[Saved data entries]
//! Configuración del analizador: pesos, bandas, umbrales y políticas por plataforma.
//!
//! Se carga una sola vez al arrancar y se trata como de solo lectura.

use serde::{Deserialize, Serialize};
use std::env;
use std::fs;
use std::path::{Path, PathBuf};
use tracing::{debug, info};

use crate::analysis::{
    LevelThresholds, PlatformPolicy, PlatformRuleEngine, RiskScorer, RiskWeights, ScoringPolicy,
    TierBands,
};
use crate::error::ConfigError;

/// Variable de entorno con la ruta de un archivo de configuración.
pub const ENV_VAR: &str = "METARISK_CONFIG";
/// Archivo que se busca en el directorio de trabajo si la variable no está definida.
pub const DEFAULT_FILE: &str = "metarisk.json";
pub const DEFAULT_MAX_VALUE_LEN: usize = 500;

#[derive(Clone, Debug, Eq, PartialEq, Serialize, Deserialize)]
#[serde(default)]
pub struct AnalyzerConfig {
    pub weights: RiskWeights,
    pub tiers: TierBands,
    pub scoring: ScoringPolicy,
    pub thresholds: LevelThresholds,
    pub platforms: Vec<PlatformPolicy>,
    pub max_value_len: usize,
}

impl Default for AnalyzerConfig {
    fn default() -> Self {
        Self {
            weights: RiskWeights::default(),
            tiers: TierBands::default(),
            scoring: ScoringPolicy::default(),
            thresholds: LevelThresholds::default(),
            platforms: PlatformPolicy::defaults(),
            max_value_len: DEFAULT_MAX_VALUE_LEN,
        }
    }
}

impl AnalyzerConfig {
    pub fn from_json(json: &str) -> Result<Self, ConfigError> {
        let config: AnalyzerConfig = serde_json::from_str(json)?;
        config.validate()?;
        Ok(config)
    }

    pub fn load(path: &Path) -> Result<Self, ConfigError> {
        let contents = fs::read_to_string(path).map_err(|source| ConfigError::Io {
            path: path.to_path_buf(),
            source,
        })?;
        let config = Self::from_json(&contents)?;
        info!(path = %path.display(), "configuración cargada");
        Ok(config)
    }

    /// Busca la configuración en `METARISK_CONFIG`, luego en `metarisk.json`; si no hay, usa los valores por defecto.
    pub fn discover() -> Result<Self, ConfigError> {
        match Self::discover_path(env::var_os(ENV_VAR).map(PathBuf::from), Path::new(DEFAULT_FILE)) {
            Some(path) => Self::load(&path),
            None => {
                debug!("sin archivo de configuración, se usan los valores por defecto");
                Ok(Self::default())
            }
        }
    }

    fn discover_path(from_env: Option<PathBuf>, fallback: &Path) -> Option<PathBuf> {
        if let Some(path) = from_env
            && !path.as_os_str().is_empty()
        {
            return Some(path);
        }
        fallback.is_file().then(|| fallback.to_path_buf())
    }

    /// Valida todas las secciones construyendo los servicios que dependen de ellas.
    pub fn validate(&self) -> Result<(), ConfigError> {
        RiskScorer::new(self)?;
        PlatformRuleEngine::new(self.platforms.iter().cloned())?;
        Ok(())
    }

    pub fn to_json(&self) -> Result<String, ConfigError> {
        Ok(serde_json::to_string_pretty(self)?)
    }
}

TASK STATEMENT: Give again, word for word, the records from their first line to the one with "pub const ENV_VAR: &str", and leave out all else.

EXERCISE SOLUTION:
//! Configuración del analizador: pesos, bandas, umbrales y políticas por plataforma.
//!
//! Se carga una sola vez al arrancar y se trata como de solo lectura.

use serde::{Deserialize, Serialize};
use std::env;
use std::fs;
use std::path::{Path, PathBuf};
use tracing::{debug, info};

use crate::analysis::{
    LevelThresholds, PlatformPolicy, PlatformRuleEngine, RiskScorer, RiskWeights, ScoringPolicy,
    TierBands,
};
use crate::error::ConfigError;

/// Variable de entorno con la ruta de un archivo de configuración.
pub const ENV_VAR: &str = "METARISK_CONFIG";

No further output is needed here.